Me too man. Some of it is from hearing loss and loud noise, but I actually think a large portion of the blame can be placed on the braces I got when I was a teenager. My braces gave me bad TMJ from realigning my lower jaw and TMJ is supposedly a cause of tinnitus. Domino effect. 

Nowadays I can't do anything without a little bit of noise or me thinking to distract myself from the ringing. In a crowded room I can't make out what people are saying at all. The lunchroom effect is not my friend.


----------



## TomAwesome (Oct 2, 2013)

Tinnitus isn't necessarily a death sentence for your music career. As long as it's not bad enough to hinder you from hearing what you need to and how you need to, it can be worked around. There are plenty of professional and semi-professional musicians who have been gigging for decades and for some reason still don't bother with ear protection.

I have tinnitus, because when I was a kid, nobody told me about how hearing damage worked, so I blasted my ear phones and went to concerts without really thinking about it. My hearing isn't as good as it used to be, but I still get by just fine, and I don't feel like I'm unable to EQ or mix properly. Just keep up the efforts to prevent it from getting worse.


----------



## tedtan (Oct 2, 2013)

I have some tinnitus from years of shows, rehearsals, etc. without using any kind of ear protection, but it's pretty mild. I only notice it if my surroundings are silent. If there's any background noise at all, I don't even notice the tinnitus. Somehow I got lucky all those years and my hearing is still fine for the most part (I recently took my son to the ear, nose & throat doctor and, while there, had them check my hearing and it's right on the money - as good as my sons').

But that was just luck - my hearing should be worse than it is. Don't count on being so fortunate yourself, because most aren't.

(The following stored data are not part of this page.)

use std::io::Write;

use agentrelay_core::api::BackendClient;
use eyre::{Result, eyre};

use super::write_settings;

pub async fn reset_settings(backend: &BackendClient) -> Result<()> {
    let settings = backend
        .reset_deepseek_settings()
        .await
        .map_err(|e| eyre!("Failed to reset settings: {}", e))?;

    let mut stdout = std::io::stdout();
    writeln!(stdout, "Settings reset.")?;
    write_settings(&mut stdout, &settings)?;
    Ok(())
}
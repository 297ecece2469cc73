use std::io::Write;
use std::path::{Path, PathBuf};
use std::sync::Mutex;
use std::sync::atomic::{AtomicUsize, Ordering};

use async_trait::async_trait;
use tempfile::NamedTempFile;
use thiserror::Error;
use tracing::{debug, warn};

use super::types::PersistedDocument;

#[derive(Debug, Error)]
pub enum StoreError {
    #[error("Failed to write session store at {path}: {source}")]
    Write {
        path: PathBuf,
        #[source]
        source: std::io::Error,
    },

    #[error("Failed to read session store at {path}: {source}")]
    Read {
        path: PathBuf,
        #[source]
        source: std::io::Error,
    },

    #[error("Session store is corrupt: {message}")]
    Corrupt { message: String },

    #[error("Serialization error: {message}")]
    Serialization { message: String },

    #[error("Persist queue closed")]
    QueueClosed,
}

impl StoreError {
    pub fn corrupt(message: impl Into<String>) -> Self {
        Self::Corrupt {
            message: message.into(),
        }
    }

    pub fn serialization(message: impl Into<String>) -> Self {
        Self::Serialization {
            message: message.into(),
        }
    }

    /// Write failures must reach the caller; read failures are healed by reseeding.
    pub fn is_write_failure(&self) -> bool {
        matches!(self, Self::Write { .. } | Self::Serialization { .. })
    }
}

/// Durable backing for the persisted document.
#[async_trait]
pub trait DocumentStorage: Send + Sync {
    /// `Ok(None)` when nothing has been stored yet.
    async fn read(&self) -> Result<Option<PersistedDocument>, StoreError>;

    async fn write(&self, document: &PersistedDocument) -> Result<(), StoreError>;

    /// Keep an unreadable document out of the way before it is overwritten.
    async fn quarantine(&self) -> Result<(), StoreError> {
        Ok(())
    }
}

/// Pretty-printed JSON file replaced atomically on every write.
#[derive(Debug, Clone)]
pub struct JsonFileStorage {
    path: PathBuf,
}

impl JsonFileStorage {
    pub fn new(path: impl Into<PathBuf>) -> Self {
        Self { path: path.into() }
    }

    pub fn path(&self) -> &Path {
        &self.path
    }
}

fn write_atomically(path: &Path, bytes: &[u8]) -> std::io::Result<()> {
    let dir = match path.parent() {
        Some(parent) if !parent.as_os_str().is_empty() => parent.to_path_buf(),
        _ => PathBuf::from("."),
    };
    std::fs::create_dir_all(&dir)?;

    // Same directory as the target so the final rename never crosses filesystems.
    let mut temp = NamedTempFile::new_in(&dir)?;
    temp.write_all(bytes)?;
    temp.as_file().sync_all()?;
    temp.persist(path).map_err(|e| e.error)?;
    Ok(())
}

#[async_trait]
impl DocumentStorage for JsonFileStorage {
    async fn read(&self) -> Result<Option<PersistedDocument>, StoreError> {
        let contents = match tokio::fs::read_to_string(&self.path).await {
            Ok(contents) => contents,
            Err(e) if e.kind() == std::io::ErrorKind::NotFound => return Ok(None),
            Err(e) => {
                return Err(StoreError::Read {
                    path: self.path.clone(),
                    source: e,
                });
            }
        };

        serde_json::from_str(&contents)
            .map(Some)
            .map_err(|e| StoreError::corrupt(format!("{}: {e}", self.path.display())))
    }

    async fn write(&self, document: &PersistedDocument) -> Result<(), StoreError> {
        let bytes = serde_json::to_vec_pretty(document)
            .map_err(|e| StoreError::serialization(e.to_string()))?;
        let path = self.path.clone();

        let result = tokio::task::spawn_blocking(move || write_atomically(&path, &bytes))
            .await
            .map_err(|e| StoreError::Write {
                path: self.path.clone(),
                source: std::io::Error::other(e.to_string()),
            })?;

        result.map_err(|source| StoreError::Write {
            path: self.path.clone(),
            source,
        })?;

        debug!(target: "session::storage", path = %self.path.display(), "Session store written");
        Ok(())
    }

    async fn quarantine(&self) -> Result<(), StoreError> {
        if !tokio::fs::try_exists(&self.path).await.unwrap_or(false) {
            return Ok(());
        }

        let stamp = chrono::Utc::now().format("%Y%m%dT%H%M%S%.3f");
        let mut aside = self.path.clone().into_os_string();
        aside.push(format!(".corrupt-{stamp}"));
        let aside = PathBuf::from(aside);

        tokio::fs::rename(&self.path, &aside)
            .await
            .map_err(|source| StoreError::Write {
                path: aside.clone(),
                source,
            })?;

        warn!(
            target: "session::storage",
            path = %self.path.display(),
            moved_to = %aside.display(),
            "Moved unreadable session store aside"
        );
        Ok(())
    }
}

/// In-memory storage for tests and ephemeral contexts.
#[derive(Debug, Default)]
pub struct MemoryStorage {
    document: Mutex<Option<String>>,
    writes: AtomicUsize,
    fail_writes: std::sync::atomic::AtomicBool,
}

impl MemoryStorage {
    pub fn new() -> Self {
        Self::default()
    }

    /// Seed raw contents, including contents that do not parse.
    pub fn with_raw(raw: impl Into<String>) -> Self {
        Self {
            document: Mutex::new(Some(raw.into())),
            ..Self::default()
        }
    }

    pub fn write_count(&self) -> usize {
        self.writes.load(Ordering::SeqCst)
    }

    pub fn set_fail_writes(&self, fail: bool) {
        self.fail_writes.store(fail, Ordering::SeqCst);
    }

    pub fn raw(&self) -> Option<String> {
        self.document
            .lock()
            .unwrap_or_else(std::sync::PoisonError::into_inner)
            .clone()
    }
}

#[async_trait]
impl DocumentStorage for MemoryStorage {
    async fn read(&self) -> Result<Option<PersistedDocument>, StoreError> {
        match self.raw() {
            None => Ok(None),
            Some(raw) => serde_json::from_str(&raw)
                .map(Some)
                .map_err(|e| StoreError::corrupt(e.to_string())),
        }
    }

    async fn write(&self, document: &PersistedDocument) -> Result<(), StoreError> {
        if self.fail_writes.load(Ordering::SeqCst) {
            return Err(StoreError::Write {
                path: PathBuf::from(":memory:"),
                source: std::io::Error::other("simulated write failure"),
            });
        }
        let raw = serde_json::to_string(document)
            .map_err(|e| StoreError::serialization(e.to_string()))?;
        *self
            .document
            .lock()
            .unwrap_or_else(std::sync::PoisonError::into_inner) = Some(raw);
        self.writes.fetch_add(1, Ordering::SeqCst);
        Ok(())
    }
}
use agentrelay_core::config::AppConfig;
use dotenvy::dotenv;
use eyre::{Result, eyre};
use tracing::debug;

use super::Cli;

pub fn load_env() -> Result<()> {
    dotenv().ok();
    Ok(())
}

/// Configuration file (or defaults) with the command-line flags applied on top.
pub fn load_config(cli: &Cli) -> Result<AppConfig> {
    let mut config = match &cli.config {
        Some(path) => AppConfig::load_from(path),
        None => AppConfig::load(),
    }
    .map_err(|e| eyre!("Failed to load configuration: {}", e))?;

    cli.apply_overrides(&mut config);
    debug!(?config, "Resolved configuration");
    Ok(config)
}
use std::io::Write;

use agentrelay_core::AppContext;
use async_trait::async_trait;
use eyre::Result;

use super::super::{Command, format_timestamp};

pub struct ListSessionCommand {
    pub ctx: AppContext,
}

#[async_trait]
impl Command for ListSessionCommand {
    async fn execute(&self) -> Result<()> {
        let document = self.ctx.store().get_all().await;

        let mut stdout = std::io::stdout();
        if document.sessions.is_empty() {
            writeln!(stdout, "No sessions found.")?;
            return Ok(());
        }

        writeln!(stdout, "Sessions:")?;
        writeln!(
            stdout,
            "  {:<36} {:<20} {:<20} {:<10} {:<30}",
            "ID", "Created", "Updated", "Messages", "Title"
        )?;
        writeln!(stdout, "{}", "-".repeat(122))?;

        for session in &document.sessions {
            let marker = if document.active_session_id.as_ref() == Some(&session.id) {
                '*'
            } else {
                ' '
            };
            writeln!(
                stdout,
                "{} {:<36} {:<20} {:<20} {:<10} {:<30}",
                marker,
                session.id.as_str(),
                format_timestamp(session.created_at),
                format_timestamp(session.updated_at),
                session.messages.len(),
                session.title,
            )?;
        }

        Ok(())
    }
}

You need to protect yourself from both volume and exposure time. The US Occupational Safety and health Administration puts out a chart showing how long you can safely be exposed to a given volume level. I've copied this from the link. Keep in mind that this would be the max exposure time - it's better to limit exposure even more than shown in this chart.
90 dB (8 hours)
92 dB (6 hours)
95 dB (4 hours)
97 dB (3 hours)
100 dB (2 hours)
102 dB (1.5 hours)
1105 dB (1 hours)
110 dB (30 minutes)
115 dB (15 minutes)​While at the ear doctor that trip I had them make a mold for the custom fitted musicians ear plugs xzyryabx mentioned. They were $150 for the custom molded plugs and one filter. The filters used are the Etymotic filters on this page, which reduce the volume pretty much evenly across the frequency spectrum (the 15dB model is best in this regard), so they don't sound muddy or muffled like some plugs. They are available in 9bB, 15dB, and 25dB reduction levels. If you reference the chart above, you'll notice that those are pretty significant reductions in terms of the safe exposure time. I got the 15dB and 25dB filters. The plugs feel a bit weird at first because they fit really tightly, but you get used to the volume reduction quickly, at least with the 15dB filter - the 25dB filter is kind of odd because it drops the volume so much.

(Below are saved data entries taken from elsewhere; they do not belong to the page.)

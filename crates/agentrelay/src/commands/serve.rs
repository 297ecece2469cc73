use std::io::{self, Write};

use agentrelay_core::AppContext;
use agentrelay_core::runtime::{RuntimeEvent, StartOutcome};
use async_trait::async_trait;
use eyre::{Result, eyre};
use tokio::sync::broadcast::error::RecvError;
use tracing::{info, warn};

use super::Command;
use crate::error::Error;

pub struct ServeCommand {
    pub ctx: AppContext,
    pub json: bool,
}

impl ServeCommand {
    fn render(&self, event: &RuntimeEvent) -> Result<()> {
        let mut stdout = io::stdout();
        if self.json {
            writeln!(stdout, "{}", serde_json::to_string(event)?)?;
            return Ok(());
        }

        match event {
            RuntimeEvent::Ready { host, port } => {
                writeln!(stdout, "Worker listening on http://{host}:{port}")?;
            }
            RuntimeEvent::Log { line } => writeln!(stdout, "{line}")?,
            RuntimeEvent::ErrorLog { chunk } => {
                let mut stderr = io::stderr();
                write!(stderr, "{chunk}")?;
            }
            RuntimeEvent::Exited { code, signal, .. } => {
                writeln!(stdout, "Worker exited (code: {code:?}, signal: {signal:?})")?;
            }
        }
        Ok(())
    }

    async fn forward_until_exit(&self) -> Result<()> {
        let mut events = self.ctx.supervisor().subscribe();

        match self
            .ctx
            .start()
            .await
            .map_err(|e| eyre!("Failed to start worker: {}", e))?
        {
            StartOutcome::Started { pid } => info!(?pid, "Worker launched"),
            StartOutcome::AlreadyRunning => info!("Worker already running"),
        }

        if !self.json {
            let mut stdout = io::stdout();
            if self.ctx.config().runtime.headless {
                writeln!(stdout, "Running headless")?;
            }
            writeln!(stdout, "Press Ctrl+C to shutdown")?;
        }

        let ctrl_c = tokio::signal::ctrl_c();
        tokio::pin!(ctrl_c);

        loop {
            tokio::select! {
                result = &mut ctrl_c => {
                    result?;
                    info!("Shutdown signal received");
                    return Ok(());
                }
                event = events.recv() => match event {
                    Ok(event) => {
                        self.render(&event)?;
                        if let RuntimeEvent::Exited { code, signal, phase } = event {
                            return Err(Error::WorkerExited { phase, code, signal }.into());
                        }
                    }
                    Err(RecvError::Lagged(skipped)) => {
                        warn!(skipped, "Output is falling behind the worker");
                    }
                    Err(RecvError::Closed) => return Ok(()),
                },
            }
        }
    }
}

#[async_trait]
impl Command for ServeCommand {
    async fn execute(&self) -> Result<()> {
        let result = self.forward_until_exit().await;

        self.ctx
            .shutdown()
            .await
            .map_err(|e| eyre!("Failed to shut down cleanly: {}", e))?;
        info!("Serve shutdown complete");

        result
    }
}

tldr - Get some kind of hearing protection, ideally the musician ear plugs, and limit the amount of time you expose yourself to loud volume - you can't get your hearing back once it's gone.


----------



## craigny (Oct 2, 2013)

Between years of working construction with jackhammers and very loud equipment, plus riding a motorcycle for years that also puts a whallop on you ears, in addition to the years spent playing and listening to music loudly with no protection, and going to concerts...i have it..not terrible but in silence i hear ringing. I get hearing tests at work that I always pass....but Now i ALWAYS wear plugs....i went to see my new band play its last show with the old guitarist a couple of weeks ago and play with them towards the end of the set but made the mistake of not wearing anything, and this band plays LOUD...big mistake...my ears rang loudly for close to a week....

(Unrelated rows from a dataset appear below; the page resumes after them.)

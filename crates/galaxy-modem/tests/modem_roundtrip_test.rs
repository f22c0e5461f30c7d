use galaxy_core::{TermArena, Value};
use galaxy_modem::{
    decode_value, demodulate, encode_number, encode_value, modulate_term, term_to_value,
    value_to_term,
};
use galaxy_reader::read_term;
use num_bigint::{BigInt, Sign};
use proptest::prelude::*;

fn big_int() -> impl Strategy<Value = BigInt> {
    prop_oneof![
        any::<i64>().prop_map(BigInt::from),
        (-64i64..64).prop_map(BigInt::from),
        (any::<bool>(), prop::collection::vec(any::<u8>(), 0..40)).prop_map(|(neg, bytes)| {
            let sign = if neg { Sign::Minus } else { Sign::Plus };
            BigInt::from_bytes_be(sign, &bytes)
        }),
    ]
}

fn value_tree() -> impl Strategy<Value = Value> {
    let leaf = prop_oneof![
        Just(Value::Nil),
        (-300i64..300).prop_map(Value::from),
        big_int().prop_map(Value::Int),
    ];
    leaf.prop_recursive(6, 64, 2, |inner| {
        prop_oneof![
            (inner.clone(), inner.clone()).prop_map(|(h, t)| Value::pair(h, t)),
            prop::collection::vec(inner, 0..6).prop_map(Value::list),
        ]
    })
}

proptest! {
    #![proptest_config(ProptestConfig::with_cases(500))]

    #[test]
    fn numbers_round_trip(n in big_int()) {
        let bits = encode_number(&n);
        let (decoded, rest) = decode_value(&bits).unwrap();
        prop_assert_eq!(decoded, Value::Int(n));
        prop_assert!(rest.is_empty());
    }

    #[test]
    fn number_field_is_whole_nibbles(n in big_int()) {
        let bits = encode_number(&n);
        let ones = bits[2..].chars().take_while(|c| *c == '1').count();
        prop_assert_eq!(bits.len(), 2 + ones + 1 + 4 * ones);
    }

    #[test]
    fn values_round_trip(v in value_tree()) {
        let bits = encode_value(&v);
        let (decoded, rest) = decode_value(&bits).unwrap();
        prop_assert_eq!(decoded, v);
        prop_assert!(rest.is_empty());
    }

    #[test]
    fn decode_leaves_the_suffix(v in value_tree(), suffix in "[01]{0,24}") {
        let bits = format!("{}{suffix}", encode_value(&v));
        let (decoded, rest) = decode_value(&bits).unwrap();
        prop_assert_eq!(decoded, v);
        prop_assert_eq!(rest, suffix.as_str());
    }

    #[test]
    fn lifting_is_bijective(v in value_tree()) {
        let mut arena = TermArena::new();
        let term = value_to_term(&mut arena, &v);
        prop_assert_eq!(term_to_value(&arena, term).unwrap(), v);
    }

    #[test]
    fn demodulate_never_panics(bits in "[01]{0,64}") {
        let _ = demodulate(&bits);
    }
}

#[test]
fn modulate_parsed_term() {
    let mut arena = TermArena::new();
    let term = read_term(&mut arena, "ap ap cons 1 ap ap cons 2 nil").unwrap();
    assert_eq!(
        modulate_term(&arena, term).unwrap(),
        "1101100001110110001000"
    );
    let vec = read_term(&mut arena, "ap ap vec 0 nil").unwrap();
    assert_eq!(modulate_term(&arena, vec).unwrap(), "1101000");
}

#[test]
fn large_magnitudes_need_many_nibbles() {
    let n: BigInt = "-340282366920938463463374607431768211456".parse().unwrap();
    let bits = encode_number(&n);
    assert!(bits.starts_with("10"));
    assert_eq!(demodulate(&bits).unwrap(), Value::Int(n));
}
use std::num::NonZeroUsize;

use galaxy_core::{Op, TermArena, TermId};
use lru::LruCache;

pub const DEFAULT_CACHE_CAPACITY: usize = 1 << 20;

#[derive(Debug, Clone, Copy, Default, PartialEq, Eq)]
pub struct CacheStats {
    pub hits: u64,
    pub misses: u64,
    pub len: usize,
    pub capacity: usize,
}

/// Bounded map from `(operator, argument)` ids to the application node
/// already built for them. Least recently used entries are evicted first.
#[derive(Debug)]
pub struct ApCache {
    entries: LruCache<(TermId, TermId), TermId>,
    hits: u64,
    misses: u64,
}

impl ApCache {
    pub fn new(capacity: usize) -> Self {
        let capacity = NonZeroUsize::new(capacity).unwrap_or(NonZeroUsize::MIN);
        ApCache {
            entries: LruCache::new(capacity),
            hits: 0,
            misses: 0,
        }
    }

    pub fn get(&mut self, f: TermId, x: TermId) -> Option<TermId> {
        let found = self.entries.get(&(f, x)).copied();
        match found {
            Some(_) => self.hits += 1,
            None => self.misses += 1,
        }
        found
    }

    pub fn insert(&mut self, f: TermId, x: TermId, app: TermId) {
        self.entries.put((f, x), app);
    }

    pub fn stats(&self) -> CacheStats {
        CacheStats {
            hits: self.hits,
            misses: self.misses,
            len: self.entries.len(),
            capacity: self.entries.cap().get(),
        }
    }
}

/// A term arena with hash-consed application construction.
///
/// Every rule that builds an application goes through [`TermStore::app`],
/// so structurally identical intermediates built while the cache still
/// remembers them share one node (and one memo slot).
#[derive(Debug)]
pub struct TermStore {
    arena: TermArena,
    cache: ApCache,
}

impl TermStore {
    pub fn new(cache_capacity: usize) -> Self {
        Self::with_arena(TermArena::new(), cache_capacity)
    }

    pub fn with_arena(arena: TermArena, cache_capacity: usize) -> Self {
        TermStore {
            arena,
            cache: ApCache::new(cache_capacity),
        }
    }

    pub fn arena(&self) -> &TermArena {
        &self.arena
    }

    pub fn arena_mut(&mut self) -> &mut TermArena {
        &mut self.arena
    }

    pub fn app(&mut self, f: TermId, x: TermId) -> TermId {
        if let Some(id) = self.cache.get(f, x) {
            return id;
        }
        let id = self.arena.app(f, x);
        self.cache.insert(f, x, id);
        id
    }

    pub fn op(&mut self, op: Op) -> TermId {
        self.arena.op(op)
    }

    pub fn cache_stats(&self) -> CacheStats {
        self.cache.stats()
    }
}

impl Default for TermStore {
    fn default() -> Self {
        Self::new(DEFAULT_CACHE_CAPACITY)
    }
}
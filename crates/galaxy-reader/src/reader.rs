use galaxy_core::{GalaxyError, Span, TermArena, TermId};

use crate::lexer::{tokenize, SpannedToken, Token};

/// A line of the form `<lhs> = <rhs>`.
///
/// Programs use it to bind a name to a body; rewrite rules use the same
/// syntax with a pattern on the left.
#[derive(Debug, Clone, Copy, PartialEq, Eq)]
pub struct Definition {
    pub lhs: TermId,
    pub rhs: TermId,
    pub span: Span,
}

struct Parser<'a> {
    tokens: Vec<SpannedToken>,
    pos: usize,
    arena: &'a mut TermArena,
}

impl<'a> Parser<'a> {
    fn new(tokens: Vec<SpannedToken>, arena: &'a mut TermArena) -> Self {
        Parser {
            tokens,
            pos: 0,
            arena,
        }
    }

    fn peek(&self) -> Option<&Token> {
        self.tokens.get(self.pos).map(|t| &t.token)
    }

    /// Span of the next token, or the end of the last one at end of input.
    fn span(&self) -> Span {
        match self.tokens.get(self.pos) {
            Some(t) => t.span,
            None => self
                .tokens
                .last()
                .map(|t| Span::point(t.span.end_line, t.span.end_col))
                .unwrap_or(Span::point(1, 1)),
        }
    }

    fn advance(&mut self) -> Option<&SpannedToken> {
        let tok = self.tokens.get(self.pos);
        if tok.is_some() {
            self.pos += 1;
        }
        tok
    }

    fn expect(&mut self, expected: &Token) -> Result<(), GalaxyError> {
        let span = self.span();
        match self.advance() {
            Some(t) if &t.token == expected => Ok(()),
            Some(t) => Err(GalaxyError::reader(
                format!("expected {expected:?}, got {:?}", t.token),
                span,
            )),
            None => Err(GalaxyError::reader(
                format!("expected {expected:?}, got end of input"),
                span,
            )),
        }
    }

    fn expect_end(&self) -> Result<(), GalaxyError> {
        match self.peek() {
            None => Ok(()),
            Some(t) => Err(GalaxyError::reader(
                format!("unexpected trailing token: {t:?}"),
                self.span(),
            )),
        }
    }

    /// Parse one prefix term. `ap` pushes a pending application; each
    /// completed operand fills the innermost pending slot.
    fn parse_term(&mut self) -> Result<TermId, GalaxyError> {
        enum Pending {
            Fun,
            Arg(TermId),
        }

        let mut pending = Vec::new();
        loop {
            let span = self.span();
            let token = match self.advance() {
                Some(t) => t.token.clone(),
                None if pending.is_empty() => {
                    return Err(GalaxyError::reader("unexpected end of input", span))
                }
                None => {
                    return Err(GalaxyError::reader(
                        format!(
                            "unexpected end of input: {} application(s) left incomplete",
                            pending.len()
                        ),
                        span,
                    ))
                }
            };
            let mut term = match token {
                Token::Ap => {
                    pending.push(Pending::Fun);
                    continue;
                }
                Token::Int(n) => self.arena.int(n),
                Token::Op(op) => self.arena.op(op),
                Token::Placeholder(n) => self.arena.placeholder(n),
                Token::Name(name) => self.arena.name(&name),
                Token::Equals => return Err(GalaxyError::reader("unexpected '='", span)),
            };
            loop {
                match pending.pop() {
                    None => return Ok(term),
                    Some(Pending::Fun) => {
                        pending.push(Pending::Arg(term));
                        break;
                    }
                    Some(Pending::Arg(f)) => term = self.arena.app(f, term),
                }
            }
        }
    }

    fn parse_definition(&mut self) -> Result<Definition, GalaxyError> {
        let span = self.span();
        let lhs = self.parse_term()?;
        self.expect(&Token::Equals)?;
        let rhs = self.parse_term()?;
        let end = self.tokens.get(self.pos.saturating_sub(1)).map(|t| t.span);
        let span = match end {
            Some(end) => span.with_end(end.end_line, end.end_col),
            None => span,
        };
        Ok(Definition { lhs, rhs, span })
    }
}

/// Read exactly one term from `input`.
pub fn read_term(arena: &mut TermArena, input: &str) -> Result<TermId, GalaxyError> {
    let tokens = tokenize(input)?;
    let mut parser = Parser::new(tokens, arena);
    let term = parser.parse_term()?;
    parser.expect_end()?;
    Ok(term)
}

/// Read a single `<lhs> = <rhs>` line.
pub fn read_definition(arena: &mut TermArena, input: &str) -> Result<Definition, GalaxyError> {
    let tokens = tokenize(input)?;
    let mut parser = Parser::new(tokens, arena);
    let def = parser.parse_definition()?;
    parser.expect_end()?;
    Ok(def)
}

/// Read a program: one definition per non-blank line, `#` starts a comment.
pub fn read_program(arena: &mut TermArena, input: &str) -> Result<Vec<Definition>, GalaxyError> {
    let tokens = tokenize(input)?;
    let mut lines: Vec<Vec<SpannedToken>> = Vec::new();
    for tok in tokens {
        match lines.last_mut() {
            Some(line) if line[0].span.line == tok.span.line => line.push(tok),
            _ => lines.push(vec![tok]),
        }
    }

    let mut defs = Vec::with_capacity(lines.len());
    for line in lines {
        let mut parser = Parser::new(line, arena);
        defs.push(parser.parse_definition()?);
        parser.expect_end()?;
    }
    Ok(defs)
}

Adam there are measures you can take to be able to play and perform. There are expensive type plugs that will filter out most noise and still allow you to hear...i believe with caution you can stem it but i dont think it can go away totally....excersise caution my firend...


----------



## pondman (Oct 2, 2013)

I get it on and off but its like a low distant hum (like aliens are living deep underground in a secret city below my house ). I turn the TV off and insist that everyone listens as hard as they can for the sound and get blank condescending looks


----------



## craigny (Oct 2, 2013)

pondman said:


> I get it on and off but its like a low distant hum (like aliens are living deep underground in a secret city below my house ). I turn the TV off and insist that everyone listens as hard as they can for the sound and get blank condescending looks



Perhaps these "aliens" are secretly sending you messages forcing you to make those tasty "mistakes" in your work shop!!


----------



## Adam Of Angels (Oct 3, 2013)

I haven't been to a doctor yet, considering that I didn't figure there would be anything a doctor could do. In regards to getting proper hearing protection, I don't think the best ear plugs in the world can block out every harmful loud noise/frequency. At those volumes, the bass frequencies can vibrate through your body and do plenty of damage to your ears. Basically, I just don't want this to get any worse, so even minor threats are risks I'm not willing to mingle with. I suppose tame/non-metal shows are a possibility for me, but my heart is in heavy music.


----------



## feraledge (Nov 25, 2013)

If I had a time machine, I would force 13 year old me to start wearing ear plugs at shows and practice. By the time I realized that I should be wearing ear plugs I was left with a big enough difference between my better and worse ear that I couldn't wear them when playing, but I do wear them when going to shows. 
I'm now lost live if I'm not sticking stage left. 
And I'm used to the "aliens under the house" sound. Might as well be a truck idling. The high pitched sounds are uncommon, but often enough to be annoying. 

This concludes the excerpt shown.